_REQUIREMENT_
What lines of the material below include the string "paths"? Copy all of them.

_MATERIAL PROVIDED_
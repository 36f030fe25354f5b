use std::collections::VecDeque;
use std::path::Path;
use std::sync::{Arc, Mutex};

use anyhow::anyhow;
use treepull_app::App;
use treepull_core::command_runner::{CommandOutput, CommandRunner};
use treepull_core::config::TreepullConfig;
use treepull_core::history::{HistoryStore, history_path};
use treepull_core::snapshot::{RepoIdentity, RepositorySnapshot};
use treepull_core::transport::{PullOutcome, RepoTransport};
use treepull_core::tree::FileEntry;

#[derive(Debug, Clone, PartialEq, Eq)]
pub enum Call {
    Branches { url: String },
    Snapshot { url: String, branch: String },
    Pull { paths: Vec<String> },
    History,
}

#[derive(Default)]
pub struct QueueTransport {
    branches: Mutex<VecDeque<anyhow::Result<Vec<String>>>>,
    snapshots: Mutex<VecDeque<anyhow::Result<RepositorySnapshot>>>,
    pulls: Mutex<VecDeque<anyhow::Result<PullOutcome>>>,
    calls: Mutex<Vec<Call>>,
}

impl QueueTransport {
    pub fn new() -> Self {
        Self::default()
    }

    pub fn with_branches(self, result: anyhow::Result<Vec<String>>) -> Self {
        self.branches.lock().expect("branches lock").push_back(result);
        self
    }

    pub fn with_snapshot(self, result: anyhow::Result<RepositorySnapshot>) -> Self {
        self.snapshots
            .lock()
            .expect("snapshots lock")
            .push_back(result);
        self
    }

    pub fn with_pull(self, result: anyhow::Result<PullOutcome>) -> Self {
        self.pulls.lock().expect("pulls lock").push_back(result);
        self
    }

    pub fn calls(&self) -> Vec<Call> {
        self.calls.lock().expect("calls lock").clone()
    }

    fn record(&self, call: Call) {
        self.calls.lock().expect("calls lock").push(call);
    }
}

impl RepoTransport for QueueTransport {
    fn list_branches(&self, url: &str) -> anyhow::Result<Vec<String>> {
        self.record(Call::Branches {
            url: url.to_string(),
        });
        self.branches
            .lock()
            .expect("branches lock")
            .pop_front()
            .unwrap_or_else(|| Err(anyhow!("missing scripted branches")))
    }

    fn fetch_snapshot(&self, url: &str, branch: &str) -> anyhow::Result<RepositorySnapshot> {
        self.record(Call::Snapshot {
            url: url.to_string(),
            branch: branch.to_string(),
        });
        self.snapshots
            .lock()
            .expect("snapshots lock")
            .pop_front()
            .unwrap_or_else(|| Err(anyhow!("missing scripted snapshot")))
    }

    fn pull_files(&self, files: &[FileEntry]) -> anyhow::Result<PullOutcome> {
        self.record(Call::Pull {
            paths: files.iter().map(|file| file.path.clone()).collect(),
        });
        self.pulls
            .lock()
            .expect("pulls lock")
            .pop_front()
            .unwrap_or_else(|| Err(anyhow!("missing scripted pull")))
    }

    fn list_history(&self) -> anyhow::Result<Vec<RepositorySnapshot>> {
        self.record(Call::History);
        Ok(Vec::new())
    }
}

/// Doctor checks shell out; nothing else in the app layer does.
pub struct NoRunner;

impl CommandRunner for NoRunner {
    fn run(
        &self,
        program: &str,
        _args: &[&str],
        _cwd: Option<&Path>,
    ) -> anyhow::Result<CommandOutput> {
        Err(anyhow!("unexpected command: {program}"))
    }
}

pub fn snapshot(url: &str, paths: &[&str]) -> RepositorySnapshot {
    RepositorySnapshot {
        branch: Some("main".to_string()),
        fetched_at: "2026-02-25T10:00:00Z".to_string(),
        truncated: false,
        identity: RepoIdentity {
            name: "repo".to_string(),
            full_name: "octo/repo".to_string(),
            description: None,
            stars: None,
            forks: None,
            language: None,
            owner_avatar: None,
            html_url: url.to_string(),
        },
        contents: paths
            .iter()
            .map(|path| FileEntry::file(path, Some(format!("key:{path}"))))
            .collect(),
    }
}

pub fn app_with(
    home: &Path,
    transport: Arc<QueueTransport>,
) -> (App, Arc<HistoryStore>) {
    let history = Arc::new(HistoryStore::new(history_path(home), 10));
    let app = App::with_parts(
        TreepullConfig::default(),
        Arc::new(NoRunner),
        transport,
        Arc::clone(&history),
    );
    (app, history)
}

_YOUR SOLUTION_
    Pull { paths: Vec<String> },
            paths: files.iter().map(|file| file.path.clone()).collect(),
pub fn snapshot(url: &str, paths: &[&str]) -> RepositorySnapshot {
        contents: paths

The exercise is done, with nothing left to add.